Описанная в воспоминаниях Ковнера система воспитания способствовала замыканию сознания в мире слова, мысли, мечты. Вектор развития национального менталитета был направлен внутрь сознания и вел не к созерцательности, то есть растворению во внеположенном личности мире, а к концентрации энергии, воли и мысли индивидуума и народа. Национальный характер евреев складывался как выносливый, целенаправленный, способный и противодействовать внешним условиям, и приспосабливаться к ним.
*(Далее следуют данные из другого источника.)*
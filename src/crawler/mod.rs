//! Crawler module for sitemap-driven crawling
//!
//! This module contains the core crawling logic, including:
//! - HTTP fetching behind the [`Fetcher`] trait
//! - HTML parsing and same-host link extraction
//! - The deduplicating frontier and the worker pool
//! - Overall crawl coordination

#[cfg(test)]
mod canned;
mod coordinator;
mod fetcher;
mod frontier;
mod parser;
mod pool;
mod task;

pub use coordinator::{Coordinator, CrawlReport};
pub use fetcher::{
    build_http_client, is_html_content_type, FetchError, FetchedPage, Fetcher, HttpFetcher,
};
pub use frontier::{Frontier, FrontierClosed};
pub use parser::extract_links;
pub use pool::{PoolCompletion, PoolStopped, Work, WorkerContext, WorkerPool};
pub use task::{CrawlJob, CrawlTask};

#[cfg(test)]
pub(crate) use canned::StaticFetcher;

use crate::config::{validate_options, Config, CrawlOptions};
use crate::output::StatsSink;
use crate::CrawlerError;
use std::sync::Arc;
use tokio_util::sync::CancellationToken;
use url::Url;

/// Runs a complete crawl over HTTP
///
/// This is the main entry point for starting a crawl. It will:
/// 1. Validate the crawl options derived from `config`
/// 2. Build the HTTP fetcher
/// 3. Resolve the sitemap and seed the frontier
/// 4. Fetch pages and follow same-host links until drained or stopped
///
/// # Arguments
///
/// * `config` - The crawler configuration
/// * `sitemap_url` - Sitemap or sitemap index to seed from
/// * `sink` - Receives one result per fetched page
/// * `stop` - Cancelling it ends the crawl early
///
/// # Returns
///
/// * `Ok(CrawlReport)` - Crawl finished or was stopped
/// * `Err(CrawlerError)` - Crawl could not start
pub async fn crawl(
    config: &Config,
    sitemap_url: &Url,
    sink: Arc<dyn StatsSink>,
    stop: CancellationToken,
) -> Result<CrawlReport, CrawlerError> {
    let options = CrawlOptions::from(&config.crawler);
    validate_options(&options)?;

    let fetcher = HttpFetcher::new(&config.user_agent, options.timeout)?;

    Coordinator::new(options, Arc::new(fetcher), sink)
        .with_stop_signal(stop)
        .run(sitemap_url)
        .await
}
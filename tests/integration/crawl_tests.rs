//! Integration tests for the crawler
//!
//! These tests use wiremock to create mock HTTP servers and test
//! the full crawl cycle end-to-end.

use crate::url_set;
use sitemap_crawler::config::{Config, CrawlerConfig, OutputConfig, UserAgentConfig};
use sitemap_crawler::crawler::crawl;
use sitemap_crawler::output::StatsCollector;
use sitemap_crawler::sitemap::SitemapError;
use sitemap_crawler::CrawlerError;
use std::sync::Arc;
use std::time::Duration;
use tokio::time::timeout;
use tokio_util::sync::CancellationToken;
use url::Url;
use wiremock::matchers::{header, method, path};
use wiremock::{Mock, MockServer, ResponseTemplate};

/// Creates a test configuration with small queues
fn create_test_config(concurrency: usize) -> Config {
    Config {
        crawler: CrawlerConfig {
            concurrency,
            timeout_secs: 5,
            frontier_capacity: 4,
            pool_queue_capacity: 2,
        },
        user_agent: UserAgentConfig {
            crawler_name: "TestBot".to_string(),
            crawler_version: "1.0.0".to_string(),
        },
        output: OutputConfig::default(),
    }
}

fn html(body: &str) -> ResponseTemplate {
    ResponseTemplate::new(200).set_body_raw(
        format!("<html><body>{}</body></html>", body),
        "text/html",
    )
}

fn xml(body: String) -> ResponseTemplate {
    ResponseTemplate::new(200).set_body_raw(body, "application/xml")
}

fn sitemap_url(server: &MockServer) -> Url {
    Url::parse(&format!("{}/sitemap.xml", server.uri())).unwrap()
}

#[tokio::test]
async fn test_full_crawl_from_sitemap() {
    let mock_server = MockServer::start().await;
    let base_url = mock_server.uri();

    Mock::given(method("GET"))
        .and(path("/sitemap.xml"))
        .respond_with(xml(url_set(&[
            format!("{}/", base_url),
            format!("{}/page1", base_url),
        ])))
        .expect(1)
        .mount(&mock_server)
        .await;

    // Every page is requested exactly once, however many pages link to it
    Mock::given(method("GET"))
        .and(path("/"))
        .and(header("user-agent", "TestBot/1.0.0"))
        .respond_with(html(&format!(
            r#"<a href="{}/page1">Page 1</a>
               <a href="/page2">Page 2</a>
               <a href="http://external.invalid/">External</a>"#,
            base_url
        )))
        .expect(1)
        .mount(&mock_server)
        .await;

    Mock::given(method("GET"))
        .and(path("/page1"))
        .respond_with(html(r#"<a href="/">Home</a><a href="/page2#section">Page 2</a>"#))
        .expect(1)
        .mount(&mock_server)
        .await;

    Mock::given(method("GET"))
        .and(path("/page2"))
        .respond_with(html(r#"<a href="/page1">Page 1</a>"#))
        .expect(1)
        .mount(&mock_server)
        .await;

    let collector = Arc::new(StatsCollector::new());
    let report = timeout(
        Duration::from_secs(10),
        crawl(
            &create_test_config(3),
            &sitemap_url(&mock_server),
            collector.clone(),
            CancellationToken::new(),
        ),
    )
    .await
    .expect("crawl should terminate")
    .expect("crawl should succeed");

    assert!(!report.stopped_early);
    assert_eq!(report.seeded, 2);
    assert_eq!(report.dispatched, 3);

    let stats = collector.snapshot();
    assert_eq!(stats.total_results, 3);
    assert_eq!(stats.by_status.get(&200), Some(&3));
    assert_eq!(stats.by_content_type.get("text/html"), Some(&3));
    assert!(stats.failures.is_empty());
}

#[tokio::test]
async fn test_error_pages_are_recorded() {
    let mock_server = MockServer::start().await;
    let base_url = mock_server.uri();

    Mock::given(method("GET"))
        .and(path("/sitemap.xml"))
        .respond_with(xml(url_set(&[
            format!("{}/ok", base_url),
            format!("{}/gone", base_url),
        ])))
        .mount(&mock_server)
        .await;

    Mock::given(method("GET"))
        .and(path("/ok"))
        .respond_with(html("<p>fine</p>"))
        .expect(1)
        .mount(&mock_server)
        .await;

    Mock::given(method("GET"))
        .and(path("/gone"))
        .respond_with(ResponseTemplate::new(404).set_body_raw("missing", "text/plain"))
        .expect(1)
        .mount(&mock_server)
        .await;

    let collector = Arc::new(StatsCollector::new());
    crawl(
        &create_test_config(2),
        &sitemap_url(&mock_server),
        collector.clone(),
        CancellationToken::new(),
    )
    .await
    .unwrap();

    let stats = collector.snapshot();
    assert_eq!(stats.total_results, 2);
    assert_eq!(stats.failures.len(), 1);
    assert_eq!(stats.failures[0].url, format!("{}/gone", base_url));
    assert_eq!(stats.failures[0].status_code, 404);
}

#[tokio::test]
async fn test_links_on_html_error_pages_are_followed() {
    let mock_server = MockServer::start().await;
    let base_url = mock_server.uri();

    Mock::given(method("GET"))
        .and(path("/sitemap.xml"))
        .respond_with(xml(url_set(&[format!("{}/missing", base_url)])))
        .mount(&mock_server)
        .await;

    Mock::given(method("GET"))
        .and(path("/missing"))
        .respond_with(ResponseTemplate::new(404).set_body_raw(
            r#"<html><body><a href="/found">Found</a></body></html>"#,
            "text/html",
        ))
        .expect(1)
        .mount(&mock_server)
        .await;

    Mock::given(method("GET"))
        .and(path("/found"))
        .respond_with(html("<p>here</p>"))
        .expect(1)
        .mount(&mock_server)
        .await;

    let collector = Arc::new(StatsCollector::new());
    let report = crawl(
        &create_test_config(2),
        &sitemap_url(&mock_server),
        collector.clone(),
        CancellationToken::new(),
    )
    .await
    .unwrap();

    assert_eq!(report.dispatched, 2);

    let stats = collector.snapshot();
    assert_eq!(stats.total_results, 2);
    assert_eq!(stats.failures.len(), 1);
    assert_eq!(stats.failures[0].url, format!("{}/missing", base_url));
}

#[tokio::test]
async fn test_links_in_non_html_are_ignored() {
    let mock_server = MockServer::start().await;
    let base_url = mock_server.uri();

    Mock::given(method("GET"))
        .and(path("/sitemap.xml"))
        .respond_with(xml(url_set(&[format!("{}/notes.txt", base_url)])))
        .mount(&mock_server)
        .await;

    Mock::given(method("GET"))
        .and(path("/notes.txt"))
        .respond_with(
            ResponseTemplate::new(200).set_body_raw(r#"<a href="/hidden">hidden</a>"#, "text/plain"),
        )
        .mount(&mock_server)
        .await;

    Mock::given(method("GET"))
        .and(path("/hidden"))
        .respond_with(html("<p>hidden</p>"))
        .expect(0) // Should never be called
        .mount(&mock_server)
        .await;

    let collector = Arc::new(StatsCollector::new());
    let report = crawl(
        &create_test_config(2),
        &sitemap_url(&mock_server),
        collector.clone(),
        CancellationToken::new(),
    )
    .await
    .unwrap();

    assert_eq!(report.dispatched, 1);
    assert_eq!(collector.total_results(), 1);
}

#[tokio::test]
async fn test_invalid_sitemap_aborts_run() {
    let mock_server = MockServer::start().await;

    Mock::given(method("GET"))
        .and(path("/sitemap.xml"))
        .respond_with(html("<h1>This is not a sitemap</h1>"))
        .mount(&mock_server)
        .await;

    let collector = Arc::new(StatsCollector::new());
    let err = crawl(
        &create_test_config(2),
        &sitemap_url(&mock_server),
        collector.clone(),
        CancellationToken::new(),
    )
    .await
    .unwrap_err();

    assert!(matches!(
        err,
        CrawlerError::Sitemap(SitemapError::NeitherFormat { .. })
    ));
    assert!(err
        .to_string()
        .contains("is neither a sitemap index nor a sitemap"));
    assert_eq!(collector.total_results(), 0);
}

#[tokio::test]
async fn test_stop_signal_ends_crawl() {
    let mock_server = MockServer::start().await;
    let base_url = mock_server.uri();

    let pages: Vec<String> = (0..40)
        .map(|i| format!("{}/page/{}", base_url, i))
        .collect();

    Mock::given(method("GET"))
        .and(path("/sitemap.xml"))
        .respond_with(xml(url_set(&pages)))
        .mount(&mock_server)
        .await;

    Mock::given(method("GET"))
        .respond_with(html("<p>slow</p>").set_delay(Duration::from_millis(100)))
        .mount(&mock_server)
        .await;

    let stop = CancellationToken::new();
    {
        let stop = stop.clone();
        tokio::spawn(async move {
            tokio::time::sleep(Duration::from_millis(250)).await;
            stop.cancel();
        });
    }

    let collector = Arc::new(StatsCollector::new());
    let report = timeout(
        Duration::from_secs(10),
        crawl(
            &create_test_config(2),
            &sitemap_url(&mock_server),
            collector.clone(),
            stop,
        ),
    )
    .await
    .expect("stop should end the crawl")
    .unwrap();

    assert!(report.stopped_early);
    assert!(report.dispatched < pages.len());
    assert!(collector.total_results() < pages.len() as u64);
}

#[tokio::test]
async fn test_invalid_options_are_rejected() {
    let mut config = create_test_config(1);
    config.crawler.concurrency = 0;

    let err = crawl(
        &config,
        &Url::parse("http://127.0.0.1:9/sitemap.xml").unwrap(),
        Arc::new(StatsCollector::new()),
        CancellationToken::new(),
    )
    .await
    .unwrap_err();

    assert!(matches!(err, CrawlerError::Config(_)));
}
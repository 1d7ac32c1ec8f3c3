use crate::config::types::Config;
use crate::config::validation::validate;
use crate::ConfigError;
use sha2::{Digest, Sha256};
use std::path::Path;

/// Loads and parses a configuration file from the given path
///
/// # Arguments
///
/// * `path` - Path to the TOML configuration file
///
/// # Returns
///
/// * `Ok(Config)` - Successfully loaded and validated configuration
/// * `Err(ConfigError)` - Failed to load, parse, or validate the configuration
///
/// # Example
///
/// ```no_run
/// use std::path::Path;
/// use sitemap_crawler::config::load_config;
///
/// let config = load_config(Path::new("crawler.toml")).unwrap();
/// println!("Concurrency: {}", config.crawler.concurrency);
/// ```
pub fn load_config(path: &Path) -> Result<Config, ConfigError> {
    let content = std::fs::read_to_string(path)?;
    parse_config(&content)
}

/// Parses and validates configuration from a TOML string
pub fn parse_config(content: &str) -> Result<Config, ConfigError> {
    let config: Config = toml::from_str(content)?;
    validate(&config)?;
    Ok(config)
}

/// Computes a SHA-256 hash of the configuration file content
///
/// Logged at crawl start so two runs can be matched to the same configuration.
///
/// # Returns
///
/// * `Ok(String)` - Hex-encoded SHA-256 hash of the file content
/// * `Err(ConfigError)` - Failed to read the file
pub fn compute_config_hash(path: &Path) -> Result<String, ConfigError> {
    let content = std::fs::read_to_string(path)?;
    let mut hasher = Sha256::new();
    hasher.update(content.as_bytes());
    let result = hasher.finalize();
    Ok(hex::encode(result))
}

/// Loads a configuration and returns both the config and its hash
pub fn load_config_with_hash(path: &Path) -> Result<(Config, String), ConfigError> {
    let config = load_config(path)?;
    let hash = compute_config_hash(path)?;
    Ok((config, hash))
}
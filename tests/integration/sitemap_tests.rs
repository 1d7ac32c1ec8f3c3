//! Integration tests for sitemap resolution over HTTP

use crate::{sitemap_index, url_set};
use sitemap_crawler::config::UserAgentConfig;
use sitemap_crawler::crawler::HttpFetcher;
use sitemap_crawler::sitemap::{SitemapError, SitemapResolver};
use std::collections::HashSet;
use std::sync::Arc;
use std::time::Duration;
use url::Url;
use wiremock::matchers::{method, path};
use wiremock::{Mock, MockServer, ResponseTemplate};

fn resolver() -> SitemapResolver {
    let fetcher = HttpFetcher::new(&UserAgentConfig::default(), Duration::from_secs(5)).unwrap();
    SitemapResolver::new(Arc::new(fetcher))
}

fn xml(body: String) -> ResponseTemplate {
    ResponseTemplate::new(200).set_body_raw(body, "application/xml")
}

fn root(server: &MockServer, name: &str) -> Url {
    Url::parse(&format!("{}/{}", server.uri(), name)).unwrap()
}

#[tokio::test]
async fn test_index_children_are_fetched_once_each() {
    let mock_server = MockServer::start().await;
    let base_url = mock_server.uri();

    Mock::given(method("GET"))
        .and(path("/sitemap_index.xml"))
        .respond_with(xml(sitemap_index(&[
            format!("{}/posts.xml", base_url),
            format!("{}/pages.xml", base_url),
        ])))
        .expect(1)
        .mount(&mock_server)
        .await;

    Mock::given(method("GET"))
        .and(path("/posts.xml"))
        .respond_with(xml(url_set(&[
            format!("{}/posts/1", base_url),
            format!("{}/posts/2", base_url),
        ])))
        .expect(1)
        .mount(&mock_server)
        .await;

    Mock::given(method("GET"))
        .and(path("/pages.xml"))
        .respond_with(xml(url_set(&[format!("{}/about", base_url)])))
        .expect(1)
        .mount(&mock_server)
        .await;

    let urls = resolver()
        .resolve(&root(&mock_server, "sitemap_index.xml"))
        .await
        .unwrap();

    let resolved: HashSet<String> = urls.iter().map(|u| u.to_string()).collect();
    let expected: HashSet<String> = [
        format!("{}/posts/1", base_url),
        format!("{}/posts/2", base_url),
        format!("{}/about", base_url),
    ]
    .into_iter()
    .collect();
    assert_eq!(resolved, expected);
}

#[tokio::test]
async fn test_missing_child_sitemap_is_reported() {
    let mock_server = MockServer::start().await;
    let base_url = mock_server.uri();

    Mock::given(method("GET"))
        .and(path("/sitemap_index.xml"))
        .respond_with(xml(sitemap_index(&[format!("{}/missing.xml", base_url)])))
        .mount(&mock_server)
        .await;

    Mock::given(method("GET"))
        .and(path("/missing.xml"))
        .respond_with(ResponseTemplate::new(404))
        .mount(&mock_server)
        .await;

    let err = resolver()
        .resolve(&root(&mock_server, "sitemap_index.xml"))
        .await
        .unwrap_err();

    match err {
        SitemapError::ChildSitemap { url, source } => {
            assert_eq!(url, format!("{}/missing.xml", base_url));
            assert!(matches!(*source, SitemapError::HttpStatus { status: 404, .. }));
        }
        other => panic!("unexpected error: {}", other),
    }
}

#[tokio::test]
async fn test_server_error_on_root() {
    let mock_server = MockServer::start().await;

    Mock::given(method("GET"))
        .and(path("/sitemap.xml"))
        .respond_with(ResponseTemplate::new(503))
        .mount(&mock_server)
        .await;

    let err = resolver()
        .resolve(&root(&mock_server, "sitemap.xml"))
        .await
        .unwrap_err();

    assert!(matches!(err, SitemapError::HttpStatus { status: 503, .. }));
}

#[tokio::test]
async fn test_malformed_xml_is_neither_format() {
    let mock_server = MockServer::start().await;

    Mock::given(method("GET"))
        .and(path("/sitemap.xml"))
        .respond_with(xml("<urlset><url><loc>unterminated".to_string()))
        .mount(&mock_server)
        .await;

    let err = resolver()
        .resolve(&root(&mock_server, "sitemap.xml"))
        .await
        .unwrap_err();

    assert!(matches!(err, SitemapError::NeitherFormat { .. }));
}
Еврейская городская окраина в русской литературе сохранила национальный характер в двух вариантах – как характер, сосредоточенный исключительно на отвлеченной, умозрительной идее и как характер деятельный, гибкий, практичный, открытый социальной действительности, с ее сложными проблемами.
Первый представлен, например, выполненным в романтической традиции образом Ревекки в «святочной легенде» Гарина-Михайловского. Красавица Ревекка, наделенная музыкальным даром, духовно возвышенная натура, – человек идеи. Она считает своим долгом исполнить завещанную ей дедом верность вере предков: «Наш царственный род от колен Давида <… > ты одна из тех, кто подарит миру Мессию. <… > Ревекка, ты не посрамила род <… > И ты, Ревекка, не смеешь <… > Слышишь ты бога своего? Слышишь народ свой?» (Гарин-Михайловский 1958, 55). Ради завещанной дедом идеи Ревекка отказывается от любви художника-христианина, в которого сама страстно влюблена, и обрекает себя на трудную жизнь актрисы. В отказе Ревекки от любви и счастья – недюжинная сила духа, мужество, гордость, способность к самоотречению и самопожертвованию во имя идеи. Уступка же искушению обрести счастье с неединоверцем, отказавшись от веры народа, приводит ее к гибели.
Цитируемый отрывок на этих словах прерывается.